Isso porque os critérios da regra de transição para a aposentadoria, aprovados na reforma da previdência, estão mais rigorosos desde o dia 1º de janeiro. As mudanças valem para quem já estava no mercado de trabalho no momento da promulgação da nova Emenda Constitucional. Essas regras se alteram de forma escalonada, mudando a cada ano.
Diego Lemos Maciel, mestre em Direito e especialista em Direito Previdenciário, advogado parceiro no Escritório Luciana Meirelles Advocacia e Consultoria Jurídica, afirma que essas medidas são uma forma de reduzir o impacto das novas regras de aposentadoria aos segurados que estavam próximos de preencher os requisitos estabelecidos pelo antigo regramento.
Apesar disso, ele lembra que “com o aumento gradativo, a cada ano o segurado precisará trabalhar mais para requerer o benefício que já teria alcançado os requisitos pela legislação anterior, isso sem adentrar na forma de cálculo de alguns benefícios que também trouxe desvantagens ao segurado”, explica.
Então, para quem está planejando encaminhar a aposentadoria neste ano, a sugestão é procurar um advogado que atue especificamente nestas causas, “para que possa analisar seu histórico laboral e definir qual a regra de transição será mais vantajosa para requerer sua aposentadoria”, recomenda.
Como ficará
Em 2022 as regras de transição na aposentadoria pelo sistema de pontos e por idade mínima progressiva passam a adotar novos requisitos para sua concessão, mas vale lembrar que essa mudança gradativa, nos requisitos estabelecidos pela Emenda Constitucional 103/2019.
Na regra de transição em que se adota o sistema de pontos, por exemplo, é preciso comprovar o tempo mínimo de contribuição de 30 anos para mulheres e 35 anos para homens, e a pontuação exigida passa para 89 pontos para mulheres e 99 pontos para homens, que corresponde à soma do tempo de contribuição com a idade do segurado.

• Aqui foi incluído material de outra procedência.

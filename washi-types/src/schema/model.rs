//! Schema descriptors: entity types, properties, keys, foreign keys, indexes.
//!
//! Descriptors are declared with Pascal-case names and resolved into a
//! `Model`, which fills in default constraint names and orders entity types
//! principals-first. Physical names are only rewritten when a naming
//! convention is applied to the model.

use std::collections::HashSet;

use super::naming::to_snake_case;
use crate::entity::{ID, Record};
use crate::error::ModelError;

/// Storage type of a column.
#[derive(Debug, Clone, Copy, PartialEq, Eq)]
pub enum ColumnType {
    Integer,
    Real,
    Text { max_length: Option<usize> },
    Timestamp,
}

/// A mapped property of an entity.
#[derive(Debug, Clone, PartialEq)]
pub struct Property {
    /// Declared property name, also the key used in `Record`s.
    pub name: &'static str,
    /// Physical column name.
    pub column: String,
    pub column_type: ColumnType,
    pub required: bool,
    /// The store assigns the value on insert.
    pub generated_on_add: bool,
}

impl Property {
    pub fn new(name: &'static str, column_type: ColumnType) -> Self {
        Self {
            name,
            column: name.to_string(),
            column_type,
            required: false,
            generated_on_add: false,
        }
    }

    pub fn integer(name: &'static str) -> Self {
        Self::new(name, ColumnType::Integer)
    }

    pub fn real(name: &'static str) -> Self {
        Self::new(name, ColumnType::Real)
    }

    pub fn text(name: &'static str, max_length: usize) -> Self {
        Self::new(
            name,
            ColumnType::Text {
                max_length: Some(max_length),
            },
        )
    }

    pub fn timestamp(name: &'static str) -> Self {
        Self::new(name, ColumnType::Timestamp)
    }

    pub fn required(mut self) -> Self {
        self.required = true;
        self
    }

    pub fn generated_on_add(mut self) -> Self {
        self.generated_on_add = true;
        self
    }
}

/// Primary key.
#[derive(Debug, Clone, PartialEq, Eq)]
pub struct Key {
    pub name: String,
    pub properties: Vec<&'static str>,
}

/// A reference from a dependent property to a principal entity's key.
#[derive(Debug, Clone, PartialEq, Eq)]
pub struct ForeignKey {
    pub property: &'static str,
    /// Declared name of the principal entity.
    pub principal: &'static str,
    pub constraint_name: String,
}

#[derive(Debug, Clone, PartialEq, Eq)]
pub struct Index {
    pub name: String,
    pub properties: Vec<&'static str>,
    pub unique: bool,
}

/// Descriptor of one entity and its table.
#[derive(Debug, Clone, PartialEq)]
pub struct EntityType {
    /// Declared entity name, e.g. `CountryCurrency`.
    pub name: &'static str,
    pub table: String,
    properties: Vec<Property>,
    primary_key: Key,
    foreign_keys: Vec<ForeignKey>,
    indexes: Vec<Index>,
    seed: Vec<Record>,
}

impl EntityType {
    /// Starts a descriptor with the surrogate `Id` key already mapped.
    pub fn new(name: &'static str, table: &str) -> Self {
        Self {
            name,
            table: table.to_string(),
            properties: vec![Property::integer(ID).required().generated_on_add()],
            primary_key: Key {
                name: String::new(),
                properties: vec![ID],
            },
            foreign_keys: Vec::new(),
            indexes: Vec::new(),
            seed: Vec::new(),
        }
    }

    pub fn property(mut self, property: Property) -> Self {
        self.properties.push(property);
        self
    }

    /// Declares `property` as a reference to `principal`'s key.
    pub fn foreign_key(mut self, property: &'static str, principal: &'static str) -> Self {
        self.foreign_keys.push(ForeignKey {
            property,
            principal,
            constraint_name: String::new(),
        });
        self
    }

    pub fn index(mut self, properties: &[&'static str]) -> Self {
        self.indexes.push(Index {
            name: String::new(),
            properties: properties.to_vec(),
            unique: false,
        });
        self
    }

    pub fn unique_index(mut self, properties: &[&'static str]) -> Self {
        self.indexes.push(Index {
            name: String::new(),
            properties: properties.to_vec(),
            unique: true,
        });
        self
    }

    pub fn with_seed(mut self, seed: Vec<Record>) -> Self {
        self.seed = seed;
        self
    }

    pub fn properties(&self) -> &[Property] {
        &self.properties
    }

    pub fn property_named(&self, name: &str) -> Option<&Property> {
        self.properties.iter().find(|p| p.name == name)
    }

    /// Physical column of a declared property.
    pub fn column(&self, property: &str) -> Option<&str> {
        self.property_named(property).map(|p| p.column.as_str())
    }

    pub fn primary_key(&self) -> &Key {
        &self.primary_key
    }

    pub fn foreign_keys(&self) -> &[ForeignKey] {
        &self.foreign_keys
    }

    pub fn indexes(&self) -> &[Index] {
        &self.indexes
    }

    pub fn seed(&self) -> &[Record] {
        &self.seed
    }

    /// Properties written on insert: everything except store-generated ones.
    pub fn insertable(&self) -> impl Iterator<Item = &Property> {
        self.properties.iter().filter(|p| !p.generated_on_add)
    }

    /// Column of the surrogate key.
    pub fn key_column(&self) -> &str {
        self.column(ID).unwrap_or(ID)
    }

    fn check_property(&self, property: &str) -> Result<(), ModelError> {
        if self.property_named(property).is_some() {
            Ok(())
        } else {
            Err(ModelError::UnknownProperty {
                entity: self.name.to_string(),
                property: property.to_string(),
            })
        }
    }

    fn apply_naming(&mut self, convention: impl Fn(&str) -> String) {
        self.table = convention(&self.table);
        for property in &mut self.properties {
            property.column = convention(&property.column);
        }
        self.primary_key.name = convention(&self.primary_key.name);
        for fk in &mut self.foreign_keys {
            fk.constraint_name = convention(&fk.constraint_name);
        }
        for index in &mut self.indexes {
            index.name = convention(&index.name);
        }
    }
}

/// A resolved set of entity types.
#[derive(Debug, Clone, PartialEq)]
pub struct Model {
    entity_types: Vec<EntityType>,
}

impl Model {
    /// Resolves declared entity types into a model.
    ///
    /// Fills in default names (`PK_<Table>`, `FK_<Table>_<Principal>_<Prop>`,
    /// `IX_<Table>_<Props>`), adds an index for every foreign key not already
    /// leading an index, and orders entity types principals-first.
    pub fn build(entity_types: Vec<EntityType>) -> Result<Self, ModelError> {
        let mut seen = HashSet::new();
        for et in &entity_types {
            if !seen.insert(et.name) {
                return Err(ModelError::DuplicateEntity(et.name.to_string()));
            }
        }

        let tables: Vec<(&'static str, String)> = entity_types
            .iter()
            .map(|et| (et.name, et.table.clone()))
            .collect();
        let table_of = |name: &str| {
            tables
                .iter()
                .find(|(n, _)| *n == name)
                .map(|(_, t)| t.clone())
        };

        let mut resolved = Vec::with_capacity(entity_types.len());
        for mut et in entity_types {
            for property in &et.primary_key.properties {
                et.check_property(property)?;
            }
            if et.primary_key.name.is_empty() {
                et.primary_key.name = format!("PK_{}", et.table);
            }

            for fk in &mut et.foreign_keys {
                let principal_table =
                    table_of(fk.principal).ok_or_else(|| ModelError::UnknownPrincipal {
                        entity: et.name.to_string(),
                        principal: fk.principal.to_string(),
                    })?;
                if fk.constraint_name.is_empty() {
                    fk.constraint_name =
                        format!("FK_{}_{}_{}", et.table, principal_table, fk.property);
                }
            }
            for fk in &et.foreign_keys {
                et.check_property(fk.property)?;
            }

            let uncovered: Vec<&'static str> = et
                .foreign_keys
                .iter()
                .map(|fk| fk.property)
                .filter(|p| !et.indexes.iter().any(|ix| ix.properties.first() == Some(p)))
                .collect();
            for property in uncovered {
                et.indexes.push(Index {
                    name: String::new(),
                    properties: vec![property],
                    unique: false,
                });
            }

            for index in &mut et.indexes {
                if index.name.is_empty() {
                    index.name = format!("IX_{}_{}", et.table, index.properties.join("_"));
                }
            }
            for index in &et.indexes {
                for property in &index.properties {
                    et.check_property(property)?;
                }
            }

            resolved.push(et);
        }

        Ok(Self {
            entity_types: order_principals_first(resolved)?,
        })
    }

    pub fn entity_types(&self) -> &[EntityType] {
        &self.entity_types
    }

    /// Looks up an entity type by its declared name.
    pub fn entity(&self, name: &str) -> Option<&EntityType> {
        self.entity_types.iter().find(|et| et.name == name)
    }

    /// Rewrites every table, column, key, foreign-key constraint and index
    /// name to snake_case, in place.
    pub fn apply_snake_case_naming(&mut self) {
        self.apply_naming(to_snake_case);
    }

    pub fn apply_naming(&mut self, convention: impl Fn(&str) -> String + Copy) {
        for et in &mut self.entity_types {
            et.apply_naming(convention);
        }
    }
}

/// Stable topological sort: an entity type is emitted after every principal
/// it references, otherwise in declaration order.
fn order_principals_first(mut pending: Vec<EntityType>) -> Result<Vec<EntityType>, ModelError> {
    let mut ordered: Vec<EntityType> = Vec::with_capacity(pending.len());

    while !pending.is_empty() {
        let ready = pending.iter().position(|et| {
            et.foreign_keys.iter().all(|fk| {
                fk.principal == et.name || ordered.iter().any(|done| done.name == fk.principal)
            })
        });

        match ready {
            Some(pos) => ordered.push(pending.remove(pos)),
            None => return Err(ModelError::Cycle(pending[0].name.to_string())),
        }
    }

    Ok(ordered)
}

Esse aumento gradativo se dará até que se atinja ao limite de 100 pontos para mulheres e 105 pontos para homens.
Na regra de transição por idade mínima progressiva também temos um aumento gradativo a cada ano. A Reforma Previdenciária estabeleceu um aumento gradativo de seis meses no requisito idade para essa modalidade de aposentadoria, com isso, enquanto em 2019, antes da reforma, a idade mínima para requerer o benefício era de 56 anos para mulheres e 61 anos para homens, em 2022 a idade mínima passa a ser 57,5 anos para mulheres e 62,5 anos para homens.
Esse acréscimo de seis meses a cada ano se dará até que se atinja o limite de 65 anos para homens e 62 anos para mulheres, conforme determina a nova legislação.